Paul Cook

URL Redirects Using Gatsby and Netlify

October 05, 2019

Redirects with Gatsby and Netlify

I recently migrated my site to Gatsby, part of that migration involved me creating a new URL structure for my posts.

Previously my sited used WordPress, and while you can change the URL structure for self-hosted versions of WordPress you can’t with the plan I was on for WordPress.com (a commercial offering separate from WordPress.org).

I’ve never really liked the default URL structure WordPress uses for posts.

It’s year/month/day/title which ends up looking like this: yoursite.com/2019/12/1/cool-post instead of a clean URL like: yoursite.com/cool-post.

I much prefer the clearer structure so as I planned my migration to Gatsby that was one of the first changes I wanted to make.

How you would redirect URLs normally

In WordPress you might use something like a redirect plugin that handles all the business of making redirects for you, or, if you want to get fancy you could do the redirection yourself with Apache mod_rewrites or Nginx rewrites or write something in your .htaccess file.

Sure, there’s plenty of other ways to do redirection, but if you’re doing something with a blog that probably covers what you’d want to do.

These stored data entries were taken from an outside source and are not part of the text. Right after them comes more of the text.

//! # Text Banners
//!
//! Renders short text into a print-width [`Bitmap`] using the Spleen 12×24
//! bitmap font, scaled up by an integer factor so the longest line fills as
//! much of the paper as possible.
//!
//! ```text
//! ┌──────────────────────── width ────────────────────────┐
//! │                      24 dots padding                    │
//! │            ██   ██ ████ ██   ██    ████                │
//! │            ██   ██ ██   ██   ██   ██  ██               │  line × scale
//! │            ███████ ███  ██   ██   ██  ██               │
//! │            ██   ██ ████ ████ ████  ████                │
//! │                      24 dots padding                    │
//! └─────────────────────────────────────────────────────────┘
//! ```
//!
//! Text goes through [`sanitize`](crate::sanitize::sanitize) first, so every
//! character that reaches the font is printable ASCII.

use spleen_font::{FONT_12X24, PSF2Font};

use super::bitmap::Bitmap;
use crate::error::{PromptslipError, Result};
use crate::sanitize::sanitize;

/// Glyph cell width in dots.
pub const GLYPH_WIDTH: u32 = 12;
/// Glyph cell height in dots.
pub const GLYPH_HEIGHT: u32 = 24;
/// Largest integer scale applied to glyphs.
pub const MAX_SCALE: u32 = 8;
/// Blank rows above and below the text.
pub const PADDING: u32 = 24;

/// A 12×24 glyph as row-major on/off dots.
type Glyph = [bool; (GLYPH_WIDTH * GLYPH_HEIGHT) as usize];

/// Render `text` as a banner exactly `width` dots wide.
pub fn render_banner(text: &str, width: u32) -> Result<Bitmap> {
    if width < GLYPH_WIDTH {
        return Err(PromptslipError::InvalidImage(format!(
            "banner width {} is narrower than one glyph",
            width
        )));
    }

    let clean = sanitize(text);
    let max_cols = (width / GLYPH_WIDTH) as usize;
    let lines = layout_lines(&clean, max_cols);

    let longest = lines.iter().map(|l| l.len()).max().unwrap_or(0).max(1) as u32;
    let scale = (width / (longest * GLYPH_WIDTH)).clamp(1, MAX_SCALE);
    let line_height = GLYPH_HEIGHT * scale;
    let height = PADDING * 2 + line_height * lines.len().max(1) as u32;

    let mut font = PSF2Font::new(FONT_12X24)
        .map_err(|_| PromptslipError::Image("failed to load banner font".to_string()))?;
    let mut bitmap = Bitmap::new(width, height);

    for (row, line) in lines.iter().enumerate() {
        let line_width = line.len() as u32 * GLYPH_WIDTH * scale;
        let x0 = width.saturating_sub(line_width) / 2;
        let y0 = PADDING + row as u32 * line_height;

        for (col, ch) in line.chars().enumerate() {
            let glyph = glyph_for(&mut font, ch);
            let gx = x0 + col as u32 * GLYPH_WIDTH * scale;
            blit(&mut bitmap, &glyph, gx, y0, scale);
        }
    }

    Ok(bitmap)
}

/// Split into lines, wrapping words so no line exceeds `max_cols`.
///
/// Words longer than a line are broken hard.
fn layout_lines(text: &str, max_cols: usize) -> Vec<String> {
    let mut lines = Vec::new();

    for raw in text.lines() {
        let mut current = String::new();
        for word in raw.split_whitespace() {
            let mut word = word;
            while word.len() > max_cols {
                if !current.is_empty() {
                    lines.push(std::mem::take(&mut current));
                }
                let (head, tail) = word.split_at(max_cols);
                lines.push(head.to_string());
                word = tail;
            }
            if word.is_empty() {
                continue;
            }
            let needed = if current.is_empty() {
                word.len()
            } else {
                current.len() + 1 + word.len()
            };
            if needed > max_cols {
                lines.push(std::mem::take(&mut current));
            }
            if !current.is_empty() {
                current.push(' ');
            }
            current.push_str(word);
        }
        lines.push(current);
    }

    // Drop blank lines at either end, keep interior spacing
    while lines.last().is_some_and(|l| l.is_empty()) {
        lines.pop();
    }
    while lines.first().is_some_and(|l| l.is_empty()) {
        lines.remove(0);
    }
    lines
}

fn glyph_for(font: &mut PSF2Font, ch: char) -> Glyph {
    let mut glyph = [false; (GLYPH_WIDTH * GLYPH_HEIGHT) as usize];
    let utf8 = ch.to_string();

    if let Some(rows) = font.glyph_for_utf8(utf8.as_bytes()) {
        for (y, row) in rows.enumerate() {
            for (x, on) in row.enumerate() {
                if (x as u32) < GLYPH_WIDTH && (y as u32) < GLYPH_HEIGHT {
                    glyph[y * GLYPH_WIDTH as usize + x] = on;
                }
            }
        }
    }
    glyph
}

/// Copy a glyph into the bitmap with nearest-neighbour scaling.
fn blit(bitmap: &mut Bitmap, glyph: &Glyph, x0: u32, y0: u32, scale: u32) {
    for gy in 0..GLYPH_HEIGHT {
        for gx in 0..GLYPH_WIDTH {
            if !glyph[(gy * GLYPH_WIDTH + gx) as usize] {
                continue;
            }
            for dy in 0..scale {
                for dx in 0..scale {
                    bitmap.set(x0 + gx * scale + dx, y0 + gy * scale + dy, true);
                }
            }
        }
    }
}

How you redirect URLs in Gatsby

That’s all well and good if you control the server, but I don’t with my site anymore.

I’m not running some VM in Digital Ocean that I can SSH into, and add in the redirections manually with Apache or Nginx.

And, to be honest, I’m really glad that’s the case… but I still need redirects.

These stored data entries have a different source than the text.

//! # Character Device Transport
//!
//! Writes to a printer exposed as a device node:
//!
//! - `/dev/usb/lp0`: the kernel `usblp` driver (most USB receipt printers)
//! - `/dev/ttyUSB0`, `/dev/ttyS0`: serial printers
//!
//! ## TTY Configuration
//!
//! When the device is a terminal it is switched to raw mode so binary raster
//! data is transmitted without modification:
//!
//! - **No input processing**: Disable IGNBRK, BRKINT, PARMRK, ISTRIP, etc.
//! - **No output processing**: Disable OPOST (no CR/LF translation)
//! - **8-bit characters**: CS8 (8 data bits, no parity)
//! - **No echo**: Disable ECHO, ECHONL
//! - **Non-canonical mode**: Disable ICANON (no line buffering)
//!
//! An optional baud rate is applied to both directions. The CLI passes
//! [`DEFAULT_BAUD`] unless told otherwise. Non-tty devices ignore it.
//!
//! ## Chunked Writes
//!
//! Large writes are split into 4096-byte chunks with a short pause between
//! them so slow serial printers are not overrun.

use std::fs::{File, OpenOptions};
use std::io::{self, Write};
use std::path::Path;
use std::thread;
use std::time::Duration;

use super::Transport;
use crate::error::PromptslipError;

/// Default device path for USB printers bound to the `usblp` driver
pub const DEFAULT_DEVICE: &str = "/dev/usb/lp0";

/// Serial speed the CLI uses when `--baud` is not given
pub const DEFAULT_BAUD: u32 = 9600;

/// Default chunk size for writes (bytes)
const CHUNK_SIZE: usize = 4096;

/// Delay between chunks (milliseconds)
const CHUNK_DELAY_MS: u64 = 2;

/// # Device File Transport
///
/// ## Example
///
/// ```no_run
/// use std::io::Write;
/// use promptslip::transport::DeviceTransport;
/// use promptslip::protocol::commands;
///
/// let mut transport = DeviceTransport::open("/dev/usb/lp0", None)?;
/// transport.write_all(&commands::init())?;
///
/// # Ok::<(), promptslip::error::PromptslipError>(())
/// ```
pub struct DeviceTransport {
    file: File,
    chunk_size: usize,
    chunk_delay: Duration,
}

impl DeviceTransport {
    /// Open a printer device.
    ///
    /// ## Errors
    ///
    /// Returns an error if:
    /// - The device doesn't exist
    /// - Permission denied (may need the `lp` or `dialout` group)
    /// - TTY configuration fails
    pub fn open<P: AsRef<Path>>(device: P, baud: Option<u32>) -> Result<Self, PromptslipError> {
        let path = device.as_ref();

        let file = OpenOptions::new().write(true).open(path).map_err(|e| {
            PromptslipError::Transport(format!("Failed to open {}: {}", path.display(), e))
        })?;

        if is_tty(&file) {
            configure_tty_raw(&file, baud)?;
        }

        Ok(Self {
            file,
            chunk_size: CHUNK_SIZE,
            chunk_delay: Duration::from_millis(CHUNK_DELAY_MS),
        })
    }

    /// Set the chunk size for large writes. Default is 4096 bytes.
    pub fn set_chunk_size(&mut self, size: usize) {
        self.chunk_size = size.max(1);
    }

    /// Set the delay between chunks. Default is 2ms.
    pub fn set_chunk_delay(&mut self, delay: Duration) {
        self.chunk_delay = delay;
    }
}

impl Write for DeviceTransport {
    fn write(&mut self, buf: &[u8]) -> io::Result<usize> {
        if buf.len() <= self.chunk_size {
            return self.file.write(buf);
        }
        self.write_all(buf)?;
        Ok(buf.len())
    }

    fn write_all(&mut self, data: &[u8]) -> io::Result<()> {
        if data.len() <= self.chunk_size {
            return self.file.write_all(data);
        }

        for chunk in data.chunks(self.chunk_size) {
            self.file.write_all(chunk)?;
            if !self.chunk_delay.is_zero() {
                thread::sleep(self.chunk_delay);
            }
        }
        Ok(())
    }

    fn flush(&mut self) -> io::Result<()> {
        self.file.flush()
    }
}

impl Transport for DeviceTransport {
    fn close(&mut self) -> io::Result<()> {
        self.file.flush()?;
        self.file.sync_all().or_else(|e| {
            // Character devices commonly reject fsync
            if e.kind() == io::ErrorKind::InvalidInput {
                Ok(())
            } else {
                Err(e)
            }
        })
    }
}

#[cfg(unix)]
fn is_tty(file: &File) -> bool {
    use std::os::unix::io::AsRawFd;
    unsafe { libc::isatty(file.as_raw_fd()) == 1 }
}

#[cfg(not(unix))]
fn is_tty(_file: &File) -> bool {
    false
}

/// Map a numeric baud rate to the termios speed constant.
#[cfg(unix)]
fn baud_constant(baud: u32) -> Option<libc::speed_t> {
    Some(match baud {
        1200 => libc::B1200,
        2400 => libc::B2400,
        4800 => libc::B4800,
        9600 => libc::B9600,
        19200 => libc::B19200,
        38400 => libc::B38400,
        57600 => libc::B57600,
        115200 => libc::B115200,
        _ => return None,
    })
}

/// Configure a terminal for raw 8-bit output.
///
/// Note: IXON/IXOFF/IXANY disable XON/XOFF software flow control. This is critical
/// because 0x11 (XON/DC1) and 0x13 (XOFF/DC3) can appear in binary raster data.
#[cfg(unix)]
fn configure_tty_raw(file: &File, baud: Option<u32>) -> Result<(), PromptslipError> {
    use std::mem::MaybeUninit;
    use std::os::unix::io::AsRawFd;

    let fd = file.as_raw_fd();

    let mut termios = MaybeUninit::uninit();
    let result = unsafe { libc::tcgetattr(fd, termios.as_mut_ptr()) };
    if result != 0 {
        return Err(PromptslipError::Transport(format!(
            "tcgetattr failed: {}",
            io::Error::last_os_error()
        )));
    }
    let mut termios = unsafe { termios.assume_init() };

    termios.c_iflag &= !(libc::IGNBRK
        | libc::BRKINT
        | libc::PARMRK
        | libc::ISTRIP
        | libc::INLCR
        | libc::IGNCR
        | libc::ICRNL
        | libc::IXON
        | libc::IXOFF
        | libc::IXANY);
    termios.c_oflag &= !libc::OPOST;
    termios.c_lflag &= !(libc::ECHO | libc::ECHONL | libc::ICANON | libc::ISIG | libc::IEXTEN);
    termios.c_cflag &= !(libc::CSIZE | libc::PARENB);
    termios.c_cflag |= libc::CS8;

    if let Some(baud) = baud {
        let speed = baud_constant(baud).ok_or_else(|| {
            PromptslipError::Config(format!("Unsupported baud rate {}", baud))
        })?;
        unsafe {
            libc::cfsetispeed(&mut termios, speed);
            libc::cfsetospeed(&mut termios, speed);
        }
    }

    let result = unsafe { libc::tcsetattr(fd, libc::TCSANOW, &termios) };
    if result != 0 {
        return Err(PromptslipError::Transport(format!(
            "tcsetattr failed: {}",
            io::Error::last_os_error()
        )));
    }

    Ok(())
}

#[cfg(not(unix))]
fn configure_tty_raw(_file: &File, _baud: Option<u32>) -> Result<(), PromptslipError> {
    Ok(())
}

#[cfg(test)]
mod tests {
    use super::*;

    #[test]
    fn test_default_device_path() {
        assert_eq!(DEFAULT_DEVICE, "/dev/usb/lp0");
    }

    #[test]
    fn test_missing_device_is_transport_error() {
        let err = DeviceTransport::open("/nonexistent/printer0", None)
            .err()
            .expect("opening a missing device must fail");
        assert!(matches!(err, PromptslipError::Transport(_)));
        assert!(err.to_string().contains("/nonexistent/printer0"));
    }

    #[cfg(unix)]
    #[test]
    fn test_baud_constants() {
        assert_eq!(baud_constant(9600), Some(libc::B9600));
        assert_eq!(baud_constant(12345), None);
    }

    #[cfg(unix)]
    #[test]
    fn test_writes_to_regular_file() {
        let path = std::env::temp_dir().join(format!("promptslip-device-{}", std::process::id()));
        std::fs::write(&path, b"").unwrap();

        let mut transport = DeviceTransport::open(&path, None).unwrap();
        transport.set_chunk_size(3);
        transport.set_chunk_delay(Duration::ZERO);
        transport.write_all(b"hello world").unwrap();
        transport.close().unwrap();

        assert_eq!(std::fs::read(&path).unwrap(), b"hello world");
        std::fs::remove_file(&path).ok();
    }
}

Enter Google searching for doing redirects in Gatsby.

createRedirect

The first thing I ran across is the createRedirect method.

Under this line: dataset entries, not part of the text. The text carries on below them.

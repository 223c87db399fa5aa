//! # Error Types
//!
//! This module defines error types used throughout the promptslip library.

use thiserror::Error;

/// Main error type for promptslip operations
#[derive(Debug, Error)]
pub enum PromptslipError {
    /// Declared upload content type is not an accepted image format.
    /// Raised before any decoding is attempted.
    #[error("Unsupported file type")]
    UnsupportedFormat { content_type: String },

    /// Image bytes could not be decoded
    #[error("Failed to decode image: {0}")]
    Decode(String),

    /// Image parameters that cannot be printed (zero width, width mismatch)
    #[error("Invalid image: {0}")]
    InvalidImage(String),

    /// Failure while writing to a printer sink (image, text, cut, close)
    #[error("Printer error: {0}")]
    Sink(String),

    /// Transport-level errors (opening devices, binding sockets)
    #[error("Transport error: {0}")]
    Transport(String),

    /// Topic generation failed
    #[error("Failed to generate conversation topics: {0}")]
    TopicSource(String),

    /// Image encoding error
    #[error("Image error: {0}")]
    Image(String),

    /// Invalid configuration
    #[error("Configuration error: {0}")]
    Config(String),

    /// I/O error wrapper
    #[error("I/O error: {0}")]
    Io(#[from] std::io::Error),
}

impl PromptslipError {
    /// Whether the error was caused by the request rather than the server.
    pub fn is_client_error(&self) -> bool {
        matches!(
            self,
            Self::UnsupportedFormat { .. } | Self::Decode(_) | Self::InvalidImage(_)
        )
    }
}

pub type Result<T, E = PromptslipError> = std::result::Result<T, E>;
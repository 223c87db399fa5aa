//! # Rendering Module
//!
//! Everything that produces pixels for the print head.
//!
//! ## Modules
//!
//! - [`bitmap`]: Packed 1-bit image type accepted by printer sinks
//! - [`dither`]: Floyd–Steinberg error diffusion
//! - [`normalize`]: Upload decoding and the thermal preparation pipeline
//! - [`banner`]: Large-type text banners from a bitmap font
//!
//! ## Usage Example
//!
//! ```
//! use image::{DynamicImage, RgbImage, Rgb};
//! use promptslip::render::normalize::{normalize, NormalizeOptions};
//!
//! let photo = DynamicImage::ImageRgb8(RgbImage::from_pixel(100, 200, Rgb([200, 120, 40])));
//! let bitmap = normalize(photo, &NormalizeOptions::default())?;
//!
//! assert_eq!(bitmap.width(), 576);
//! assert_eq!(bitmap.height(), 1152);
//! # Ok::<(), promptslip::PromptslipError>(())
//! ```

pub mod banner;
pub mod bitmap;
pub mod dither;
pub mod normalize;

pub use bitmap::Bitmap;
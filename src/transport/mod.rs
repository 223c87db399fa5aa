//! # Printer Transport Layer
//!
//! Byte pipes between the ESC/POS encoder and a printer.
//!
//! ## Available Transports
//!
//! - `Vec<u8>`: in-memory capture, used by the dummy printer
//! - [`device`]: character devices (`/dev/usb/lp0`) and serial ttys
//! - [`usb`]: raw USB bulk transfers via libusb (feature `usb`)

pub mod device;
#[cfg(feature = "usb")]
pub mod usb;

pub use device::DeviceTransport;
#[cfg(feature = "usb")]
pub use usb::UsbTransport;

use std::io::{self, Write};

/// A byte sink that can be flushed and released.
pub trait Transport: Write + Send {
    /// Bytes written so far, for transports that keep them.
    ///
    /// This is the capability the dummy printer exposes; hardware transports
    /// return `None`.
    fn captured(&self) -> Option<&[u8]> {
        None
    }

    /// Flush and release the underlying handle.
    fn close(&mut self) -> io::Result<()> {
        self.flush()
    }
}

impl Transport for Vec<u8> {
    fn captured(&self) -> Option<&[u8]> {
        Some(self.as_slice())
    }
}
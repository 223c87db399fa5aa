//! Banner handlers: render, preview and print.

use axum::{
    Form,
    extract::{Path, Query, State},
    http::header,
    response::{Html, IntoResponse, Redirect},
};
use serde::Deserialize;
use std::sync::Arc;
use uuid::Uuid;

use crate::{job::PrintJob, render::banner::render_banner};

use super::super::{
    error::AppError,
    state::{AppState, Banner},
};
use super::{pages, print::run_job};

#[derive(Debug, Deserialize)]
pub struct BannerForm {
    pub text: String,
}

#[derive(Debug, Default, Deserialize)]
pub struct PreviewQuery {
    #[serde(default)]
    pub printed: bool,
}

async fn lookup(state: &AppState, token: &str) -> Result<(Uuid, Banner), AppError> {
    let not_found = || AppError::NotFound("Banner not found or expired".to_string());
    let id = Uuid::parse_str(token).map_err(|_| not_found())?;
    let banner = state.banners.write().await.get(&id).ok_or_else(not_found)?;
    Ok((id, banner))
}

/// POST /banner - Render a banner and redirect to its preview.
pub async fn create(
    State(state): State<Arc<AppState>>,
    Form(form): Form<BannerForm>,
) -> Result<Redirect, AppError> {
    if form.text.trim().is_empty() {
        return Err(AppError::BadRequest("Banner text is required".to_string()));
    }

    let width = state.config.normalize.width;
    let text = form.text.clone();
    let bitmap = tokio::task::spawn_blocking(move || render_banner(&text, width)).await??;

    let id = state.banners.write().await.insert(Banner {
        text: form.text,
        bitmap: Arc::new(bitmap),
    });
    Ok(Redirect::to(&format!("/banner/{}", id)))
}

/// GET /banner/:token - Preview page.
pub async fn page(
    State(state): State<Arc<AppState>>,
    Path(token): Path<String>,
    Query(query): Query<PreviewQuery>,
) -> Result<Html<String>, AppError> {
    let (id, banner) = lookup(&state, &token).await?;
    Ok(Html(pages::render_banner_preview(
        &id.to_string(),
        &banner.text,
        query.printed,
    )))
}

/// GET /banner/:token/image.png - PNG of the rendered banner.
pub async fn image(
    State(state): State<Arc<AppState>>,
    Path(token): Path<String>,
) -> Result<impl IntoResponse, AppError> {
    let (_, banner) = lookup(&state, &token).await?;
    let png = tokio::task::spawn_blocking(move || banner.bitmap.to_png()).await??;

    Ok((
        [
            (header::CONTENT_TYPE, "image/png"),
            (header::CACHE_CONTROL, "no-cache"),
        ],
        png,
    ))
}

/// POST /banner/:token/print - Print a cached banner.
pub async fn print(
    State(state): State<Arc<AppState>>,
    Path(token): Path<String>,
) -> Result<Redirect, AppError> {
    let (id, banner) = lookup(&state, &token).await?;
    let job = PrintJob::new(Some(banner.bitmap.as_ref().clone()), "");
    run_job(&state, job).await?;
    Ok(Redirect::to(&format!("/banner/{}?printed=true", id)))
}
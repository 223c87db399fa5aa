//! # Printer Module
//!
//! Printer-specific configuration.
//!
//! ## Modules
//!
//! - [`config`]: Print head specifications per paper width

pub mod config;

pub use config::{MAX_WIDTH_DOTS, PrinterConfig};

You usually (and perhaps always) run this method while you’re creating your pages in gatsby-

node.js like this:

exports.createPages = ({
  graphql,
  actions
}) => {
  const { createRedirect } = actions;
    createRedirect({
      fromPath: '/2017/08/06/how-i-got-a-job/',
      toPath: '/how-i-got-a-job/',
      isPermanent: true
    });
}

The fromPath is the old URL to redirect from.

The toPath is the new URL to redirect to.

The isPermanent sets the redirect status code to be a 301 which basically tells Google that this new URL is the permanent home for this content now.

301 redirects are super important for maintaining the search rankings of whatever you’re redirecting.

Problem: Adding createRedirect alone isn’t enough to do server side redirects for your site.

The code above won’t redirect… anybody. We need to add a plugin that will plug-in (bad pun very much intended) our redirects into our host.

Adding the Netlify plugin

In this case, we want to add the plugin for Netlify:

npm install --save gatsby-plugin-netlify

Once that’s done installing we need to add it into our plugins in gatsby-config.js:

plugins: [`gatsby-plugin-netlify`]

From there we are off to the races.

Try its handiwork out for yourself:

paulrcook.com/2017/09/07/building-context/

paulrcook.com/2019/03/05/fewer-better-books/

What my structure looks like now

One additional thing you could rather than creating dozens of calls to createRedirect is to have an array of objects that you loop and call createRedirect on each of them like so:

const redirects = [
		{
      fromPath: '/2017/07/22/fun-with-react-and-the-wordpress-rest-api/',
      toPath: '/fun-with-react-and-the-wordpress-rest-api',
      isPermanent: true
    },
    {
      fromPath: '/2017/08/06/how-i-got-a-job/',
      toPath: '/how-i-got-a-job/',
      isPermanent: true
    },
    {
      fromPath: '/2017/09/07/building-context/',
      toPath: '/building-context/',
      isPermanent: true
    },
    {
      fromPath: '/2018/12/16/totally-winging-it/',
      toPath: '/totally-winging-it/',
      isPermanent: true
    },
    {
      fromPath: '/2019/01/11/that-app-wont-save-you/',
      toPath: '/that-app-wont-save-you/',
      isPermanent: true
    },
     // ...other posts
];

redirects.forEach(redirect => createRedirect(redirect));

That’s all, folks

So there you have it. With Gatsby, you may not always own the server, but you can still redirect your content.